Es gibt nichts Schlimmeres für Individualisten als den Hype. Gestern noch warfen wir unsere iPhones vor die S-Bahn, heute müssen wir uns unsere Vollbärte abrasieren. Und, für den Parfumo besonders schlimm, in regelmäßigen Abständen landet die halbe Sammlung im Ausguss, weil mindestens drei andere Leute den Duft auch besitzen. Hat sich die Innovation erst einmal zum Trend hochgearbeitet, kann es nicht mehr lange dauern, bis jeder, wirklich jeder etwas derartiges im Programm hat. Aber freut euch, der Oud-Hype ist schon wieder vorbei. Wir werden ihn zwar noch eine Weile beklagen, wenn ein neuer Oud-Duft rauskommt, genauso wie jedes mal über Schon-wieder-ein-Frischeduft gestöhnt wird, wo doch Frischedüfte seit geraumer Zeit der Vergangenheit angehören und man so viel Empörung nur als Kind der 70er aufbringen kann, für das Papa irgendwann nicht mehr nach Papa roch, sondern nach Cool Water.

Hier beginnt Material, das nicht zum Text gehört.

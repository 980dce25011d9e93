//! Environment commands.

use anyhow::Result;
use ebkit::EnvironmentSpec;

use super::{
    apply, client, desired_settings, emit, parse_tags, required, validate_environment_name,
};
use crate::Context;
use crate::cli::{EnvArgs, ResourceState, target};

pub fn run(ctx: &Context, args: EnvArgs) -> Result<()> {
    let client = client(ctx)?;
    match args.state {
        ResourceState::List => {
            emit(ctx, &client.list_environments(&args.app, args.name.as_deref())?)
        }
        ResourceState::Details => {
            let name = required(args.name, "--name", "details")?;
            emit(ctx, &client.environment_details(&args.app, &name)?)
        }
        state => {
            let name = required(args.name, "--name", "present/absent")?;
            validate_environment_name(&name)?;
            let option_settings =
                desired_settings(&args.option_settings, args.settings_file.as_deref())?;

            let mut spec = EnvironmentSpec::new(args.app, name);
            spec.version_label = args.version_label;
            spec.description = args.description;
            spec.template_name = args.template_name;
            spec.solution_stack_name = args.solution_stack_name;
            spec.cname_prefix = args.cname_prefix;
            spec.tier = args.tier.into();
            spec.option_settings = option_settings;
            spec.tags = parse_tags(&args.tags)?;
            spec.wait_for_health = args.wait_for_health.map(Into::into);

            let target = target(state == ResourceState::Present);
            apply(ctx, args.wait_timeout, |apply| {
                client.environment(apply, &spec, target)
            })
        }
    }
}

Mit einigem Abstand zur Produktwelle, die gerade über den Markt hinweggeschwappt ist, lässt sich damit wieder das Klassische, das Reizende, das Gelungene ergründen, das am Anfang fasziniert hat. Mehr noch, die Zeit ist nun reif, auch zu überblicken, was in der Zwischenzeit alles an Schund erblüht und wieder verwelkt ist. Nachdem sich Innovateure und Kopisten ausgetobt haben, der Kuchen verteilt und gegessen ist, bleibt nur noch wenig zu tun, sollte man meinen. Was seiner Zeit voraus war, ist inzwischen reformuliert (M7), am Klassischen hat man sich sattgerochen (Rose + Oud) für das Schrille kann man sich begeistern, es aber nicht tragen (Fetish). Bleibt die Frage an Parfumhäuser wie Creed, warum man bisher kein Oud im Programm hatte. Die Antwort ist ganz einfach: Creed mag kein Oud. Und Creed ist damit nicht allein. Sehr vielen Leuten geht der Kram auf die Nerven, und nicht nur, weil es diesen Hype gab. Was Creed hier vorlegt, ist daher tatsächlich innovativ. Das Rad oder das Oud wurde neu erfunden: Es ist Oud für Leute, die Oud nicht mögen. Als Maßstab dienen Understatement und Modernität, daneben hat man alles gestrichen, was irgendwie orientalisch wirkt, sodass als Erstes das klassische Rosenthema dran glauben musste. Nun kann man es nicht einfach ersatzlos streichen, denn ohne die blumig-dunkle Seifigkeit der Rose wirkt Oud eher anstrengend.

Die ganze Bandbreite an Ersatzkombinationen wurde vor geraumer Zeit schon von Montale durchexerziert, ohne wirklich überzeugen zu können. Entschieden hat man sich bei Creed für eine alltagstaugliche Best-of-Mischung, die die Waage halten soll zwischen ein bisschen frisch, aber mit Tiefe, was ein zitrischer Auftakt erreicht, ein bisschen Seife, aber cremig und ohne Waschmittelassoziationen und eine unblumige florale Note. Darunter spielt die ganze Zeit das eigentliche Thema die Hauptrolle: Oud und Holz. Das Adlerholz gibt hier nicht den dominaten Krachmacher, sondern fügt sich ein, bleibt erkennbar, aber als Solist in einem hochklassigen Ensemble und nicht als Star mit ein bisschen Playback. Anders als der Name vermuten lässt, ist Royal Oud damit kein Oud-Duft im eigentlichen Sinne, sondern vielmehr ein Parfum mit Oud. Wichtiger als der markante Geruch dieser Zutat sind für das Parfum seine elegante Cremigkeit, seine unmodische Modernität und die souveräne Variation eines Themas, das schon als ausgespielt galt.